# TASK PROMPT
What you return must match the records character for character.
(MATERIAL FOR THE TASK)
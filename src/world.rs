//! # Collaborators
//!
//! The planner consults two outside services while it builds candidate
//! actions: a [`WorldView`] that knows where things happen, and an [`Economy`]
//! that knows what things cost. Neither is involved in the search's control
//! flow; they only fill in action parameters.
//!
//! [`StaticWorld`] and [`PriceList`] are plain in-memory implementations.

use std::collections::HashMap;

use crate::agent::{AgentState, Location};

/// Spatial lookups needed to place actions on the map.
///
/// `None` means the action can be carried out wherever the agent stands.
pub trait WorldView {
    /// Where `item` can be bought.
    fn point_of_sale(&self, item: &str) -> Option<Location>;

    /// Where `item` is physically kept.
    fn item_location(&self, item: &str) -> Option<Location>;

    /// Where an unemployed agent goes to find work.
    fn hiring_site(&self) -> Option<Location>;
}

/// Static economic attributes of goods and labour.
pub trait Economy {
    /// Price of `item`, or `None` if it is not sold anywhere.
    fn price_of(&self, item: &str) -> Option<i64>;

    /// Income per work cycle an agent can expect from a new job.
    fn expected_monthly_pay(&self) -> i64;
}

/// Everything candidate generation is allowed to read.
#[derive(Clone, Copy)]
pub struct PlanningContext<'a> {
    pub agent: &'a AgentState,
    pub world: &'a dyn WorldView,
    pub economy: &'a dyn Economy,
}

impl<'a> PlanningContext<'a> {
    pub fn new(agent: &'a AgentState, world: &'a dyn WorldView, economy: &'a dyn Economy) -> Self {
        Self {
            agent,
            world,
            economy,
        }
    }
}

/// A fixed map of sites.
///
/// # Examples
///
/// ```
/// use goap_planner::{Location, StaticWorld, WorldView};
///
/// let world = StaticWorld::new()
///     .with_market("cheese", Location::new(2, 2))
///     .with_hiring_site(Location::new(7, 1));
///
/// assert_eq!(world.point_of_sale("cheese"), Some(Location::new(2, 2)));
/// assert_eq!(world.item_location("cheese"), None);
/// ```
#[derive(Debug, Clone, Default)]
pub struct StaticWorld {
    markets: HashMap<String, Location>,
    stashes: HashMap<String, Location>,
    hiring_site: Option<Location>,
}

impl StaticWorld {
    pub fn new() -> Self {
        Self::default()
    }

    pub fn with_market(mut self, item: impl Into<String>, location: Location) -> Self {
        self.markets.insert(item.into(), location);
        self
    }

    pub fn with_stash(mut self, item: impl Into<String>, location: Location) -> Self {
        self.stashes.insert(item.into(), location);
        self
    }

    pub fn with_hiring_site(mut self, location: Location) -> Self {
        self.hiring_site = Some(location);
        self
    }
}

impl WorldView for StaticWorld {
    fn point_of_sale(&self, item: &str) -> Option<Location> {
        self.markets.get(item).copied()
    }

    fn item_location(&self, item: &str) -> Option<Location> {
        self.stashes.get(item).copied()
    }

    fn hiring_site(&self) -> Option<Location> {
        self.hiring_site
    }
}

/// A price catalog with a single going wage.
#[derive(Debug, Clone)]
pub struct PriceList {
    prices: HashMap<String, i64>,
    monthly_pay: i64,
}

impl PriceList {
    pub fn new(monthly_pay: i64) -> Self {
        Self {
            prices: HashMap::new(),
            monthly_pay,
        }
    }

    pub fn with_price(mut self, item: impl Into<String>, price: i64) -> Self {
        self.prices.insert(item.into(), price);
        self
    }
}

impl Economy for PriceList {
    fn price_of(&self, item: &str) -> Option<i64> {
        self.prices.get(item).copied()
    }

    fn expected_monthly_pay(&self) -> i64 {
        self.monthly_pay
    }
}

#[cfg(test)]
mod tests {
    use super::*;

    #[test]
    fn test_static_world_lookups() {
        let world = StaticWorld::new()
            .with_market("cheese", Location::new(1, 1))
            .with_stash("cheese", Location::new(9, 9));

        assert_eq!(world.point_of_sale("cheese"), Some(Location::new(1, 1)));
        assert_eq!(world.item_location("cheese"), Some(Location::new(9, 9)));
        assert_eq!(world.point_of_sale("bread"), None);
        assert_eq!(world.hiring_site(), None);
    }

    #[test]
    fn test_price_list() {
        let prices = PriceList::new(4).with_price("cheese", 6);
        assert_eq!(prices.price_of("cheese"), Some(6));
        assert_eq!(prices.price_of("gold ring"), None);
        assert_eq!(prices.expected_monthly_pay(), 4);
    }
}
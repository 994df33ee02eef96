use goap_planner::{
    AgentState, Condition, Location, PlanVisualizer, Planner, PriceList, Result, StaticWorld,
};

fn main() -> Result<()> {
    env_logger::init();

    // A small town: cheese sells at the market, a wheel is kept in the cellar
    let market = Location::new(10, 10);
    let cellar = Location::new(3, 4);
    let world = StaticWorld::new()
        .with_market("cheese", market)
        .with_stash("cheese", cellar)
        .with_hiring_site(Location::new(0, 7));
    let prices = PriceList::new(4).with_price("cheese", 5);
    let planner = Planner::new(world, prices);

    // Standing in the market with 10 gold and a rough idea where the cellar is
    let agent = AgentState::new(market)
        .with_currency(10)
        .with_knowledge("cheese", "location", 2);
    let goal = Condition::have_item("cheese");

    let plans = planner.plan(&goal, &agent)?;
    println!("Found {} plan(s) to {}:", plans.len(), goal);
    for (i, plan) in plans.ranked().into_iter().enumerate() {
        println!("  {}. {} (cost {})", i + 1, plan, plan.total_repeats());
    }

    // A poorer agent elsewhere has to earn or steal the money first
    let pauper = AgentState::new(Location::new(1, 1)).with_currency(1);
    let plans = planner.plan(&goal, &pauper)?;
    println!("\nFound {} plan(s) for the pauper:", plans.len());
    for plan in &plans {
        println!("  {}", plan);
    }

    let visualizer = PlanVisualizer::new();
    visualizer.visualize_plans(&goal, plans.plans(), "cheese_plans.dot")?;
    println!("\nWrote cheese_plans.dot (render with `dot -Tpng cheese_plans.dot -o plans.png`)");

    Ok(())
}
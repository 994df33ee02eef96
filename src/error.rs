use thiserror::Error;

/// Errors raised by the planner.
///
/// Only contract violations end up here. An empty plan set, a branch cut off by
/// the depth bound or an unreachable location are ordinary planning outcomes and
/// are reported on [`PlanSet`](crate::PlanSet) and [`Plan`](crate::Plan) instead.
///
/// # Examples
///
/// ```
/// use goap_planner::GoapError;
///
/// let error = GoapError::InvalidIncome(0);
/// assert_eq!(format!("{}", error), "Income per work cycle must be positive, got 0");
/// ```
#[derive(Error, Debug)]
pub enum GoapError {
    /// A plan step was reached while one of its preconditions was still unmet
    #[error("Action precondition not met: {0}")]
    PreconditionNotMet(String),

    /// A work action was built with a non-positive per-cycle income
    #[error("Income per work cycle must be positive, got {0}")]
    InvalidIncome(i64),

    /// A money target that has to be earned or stolen was not positive
    #[error("Money amount must be positive, got {0}")]
    InvalidAmount(i64),

    /// The economy catalog reported a negative price
    #[error("Invalid price {price} for item {item}")]
    InvalidPrice { item: String, price: i64 },

    /// Planner configuration was rejected
    #[error("Invalid planner configuration: {0}")]
    InvalidConfig(String),

    /// A wrapper around standard IO errors
    #[error("IO error: {0}")]
    Io(#[from] std::io::Error),
}

/// Result type alias for planner operations
pub type Result<T> = std::result::Result<T, GoapError>;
(End MATERIAL FOR THE TASK)
# PROBLEM SOLUTION
filename src/world.rs
//! # Collaborators
//!
//! The planner consults two outside services while it builds candidate
//! actions: a [`WorldView`] that knows where things happen, and an [`Economy`]
//! that knows what things cost. Neither is involved in the search's control
//! flow; they only fill in action parameters.
//!
//! [`StaticWorld`] and [`PriceList`] are plain in-memory implementations.

use std::collections::HashMap;

use crate::agent::{AgentState, Location};

/// Spatial lookups needed to place actions on the map.
///
/// `None` means the action can be carried out wherever the agent stands.
pub trait WorldView {
    /// Where `item` can be bought.
    fn point_of_sale(&self, item: &str) -> Option<Location>;

    /// Where `item` is physically kept.
    fn item_location(&self, item: &str) -> Option<Location>;

    /// Where an unemployed agent goes to find work.
    fn hiring_site(&self) -> Option<Location>;
}

/// Static economic attributes of goods and labour.
pub trait Economy {
    /// Price of `item`, or `None` if it is not sold anywhere.
    fn price_of(&self, item: &str) -> Option<i64>;

    /// Income per work cycle an agent can expect from a new job.
    fn expected_monthly_pay(&self) -> i64;
}

/// Everything candidate generation is allowed to read.
#[derive(Clone, Copy)]
pub struct PlanningContext<'a> {
    pub agent: &'a AgentState,
    pub world: &'a dyn WorldView,
    pub economy: &'a dyn Economy,
}

impl<'a> PlanningContext<'a> {
    pub fn new(agent: &'a AgentState, world: &'a dyn WorldView, economy: &'a dyn Economy) -> Self {
        Self {
            agent,
            world,
            economy,
        }
    }
}

/// A fixed map of sites.
///
/// # Examples
///
/// ```
/// use goap_planner::{Location, StaticWorld, WorldView};
///
/// let world = StaticWorld::new()
///     .with_market("cheese", Location::new(2, 2))
///     .with_hiring_site(Location::new(7, 1));
///
/// assert_eq!(world.point_of_sale("cheese"), Some(Location::new(2, 2)));
/// assert_eq!(world.item_location("cheese"), None);
/// ```
#[derive(Debug, Clone, Default)]
pub struct StaticWorld {
    markets: HashMap<String, Location>,
    stashes: HashMap<String, Location>,
    hiring_site: Option<Location>,
}

impl StaticWorld {
    pub fn new() -> Self {
        Self::default()
    }

    pub fn with_market(mut self, item: impl Into<String>, location: Location) -> Self {
        self.markets.insert(item.into(), location);
        self
    }

    pub fn with_stash(mut self, item: impl Into<String>, location: Location) -> Self {
        self.stashes.insert(item.into(), location);
        self
    }

    pub fn with_hiring_site(mut self, location: Location) -> Self {
        self.hiring_site = Some(location);
        self
    }
}

impl WorldView for StaticWorld {
    fn point_of_sale(&self, item: &str) -> Option<Location> {
        self.markets.get(item).copied()
    }

    fn item_location(&self, item: &str) -> Option<Location> {
        self.stashes.get(item).copied()
    }

    fn hiring_site(&self) -> Option<Location> {
        self.hiring_site
    }
}

/// A price catalog with a single going wage.
#[derive(Debug, Clone)]
pub struct PriceList {
    prices: HashMap<String, i64>,
    monthly_pay: i64,
}

impl PriceList {
    pub fn new(monthly_pay: i64) -> Self {
        Self {
            prices: HashMap::new(),
            monthly_pay,
        }
    }

    pub fn with_price(mut self, item: impl Into<String>, price: i64) -> Self {
        self.prices.insert(item.into(), price);
        self
    }
}

impl Economy for PriceList {
    fn price_of(&self, item: &str) -> Option<i64> {
        self.prices.get(item).copied()
    }

    fn expected_monthly_pay(&self) -> i64 {
        self.monthly_pay
    }
}

#[cfg(test)]
mod tests {
    use super::*;

    #[test]
    fn test_static_world_lookups() {
        let world = StaticWorld::new()
            .with_market("cheese", Location::new(1, 1))
            .with_stash("cheese", Location::new(9, 9));

        assert_eq!(world.point_of_sale("cheese"), Some(Location::new(1, 1)));
        assert_eq!(world.item_location("cheese"), Some(Location::new(9, 9)));
        assert_eq!(world.point_of_sale("bread"), None);
        assert_eq!(world.hiring_site(), None);
    }

    #[test]
    fn test_price_list() {
        let prices = PriceList::new(4).with_price("cheese", 6);
        assert_eq!(prices.price_of("cheese"), Some(6));
        assert_eq!(prices.price_of("gold ring"), None);
        assert_eq!(prices.expected_monthly_pay(), 4);
    }
}
repository 994df33ee02eef96
use goap_planner::{
    AgentState, Condition, Location, PlanVisualizer, Planner, PriceList, Result, StaticWorld,
};

fn main() -> Result<()> {
    env_logger::init();

    // A small town: cheese sells at the market, a wheel is kept in the cellar
    let market = Location::new(10, 10);
    let cellar = Location::new(3, 4);
    let world = StaticWorld::new()
        .with_market("cheese", market)
        .with_stash("cheese", cellar)
        .with_hiring_site(Location::new(0, 7));
    let prices = PriceList::new(4).with_price("cheese", 5);
    let planner = Planner::new(world, prices);

    // Standing in the market with 10 gold and a rough idea where the cellar is
    let agent = AgentState::new(market)
        .with_currency(10)
        .with_knowledge("cheese", "location", 2);
    let goal = Condition::have_item("cheese");

    let plans = planner.plan(&goal, &agent)?;
    println!("Found {} plan(s) to {}:", plans.len(), goal);
    for (i, plan) in plans.ranked().into_iter().enumerate() {
        println!("  {}. {} (cost {})", i + 1, plan, plan.total_repeats());
    }

    // A poorer agent elsewhere has to earn or steal the money first
    let pauper = AgentState::new(Location::new(1, 1)).with_currency(1);
    let plans = planner.plan(&goal, &pauper)?;
    println!("\nFound {} plan(s) for the pauper:", plans.len());
    for plan in &plans {
        println!("  {}", plan);
    }

    let visualizer = PlanVisualizer::new();
    visualizer.visualize_plans(&goal, plans.plans(), "cheese_plans.dot")?;
    println!("\nWrote cheese_plans.dot (render with `dot -Tpng cheese_plans.dot -o plans.png`)");

    Ok(())
}
repository 994df33ee02eef96
filename src/error.rs
use thiserror::Error;

/// Errors raised by the planner.
///
/// Only contract violations end up here. An empty plan set, a branch cut off by
/// the depth bound or an unreachable location are ordinary planning outcomes and
/// are reported on [`PlanSet`](crate::PlanSet) and [`Plan`](crate::Plan) instead.
///
/// # Examples
///
/// ```
/// use goap_planner::GoapError;
///
/// let error = GoapError::InvalidIncome(0);
/// assert_eq!(format!("{}", error), "Income per work cycle must be positive, got 0");
/// ```
#[derive(Error, Debug)]
pub enum GoapError {
    /// A plan step was reached while one of its preconditions was still unmet
    #[error("Action precondition not met: {0}")]
    PreconditionNotMet(String),

    /// A work action was built with a non-positive per-cycle income
    #[error("Income per work cycle must be positive, got {0}")]
    InvalidIncome(i64),

    /// A money target that has to be earned or stolen was not positive
    #[error("Money amount must be positive, got {0}")]
    InvalidAmount(i64),

    /// The economy catalog reported a negative price
    #[error("Invalid price {price} for item {item}")]
    InvalidPrice { item: String, price: i64 },

    /// Planner configuration was rejected
    #[error("Invalid planner configuration: {0}")]
    InvalidConfig(String),

    /// A wrapper around standard IO errors
    #[error("IO error: {0}")]
    Io(#[from] std::io::Error),
}

/// Result type alias for planner operations
pub type Result<T> = std::result::Result<T, GoapError>;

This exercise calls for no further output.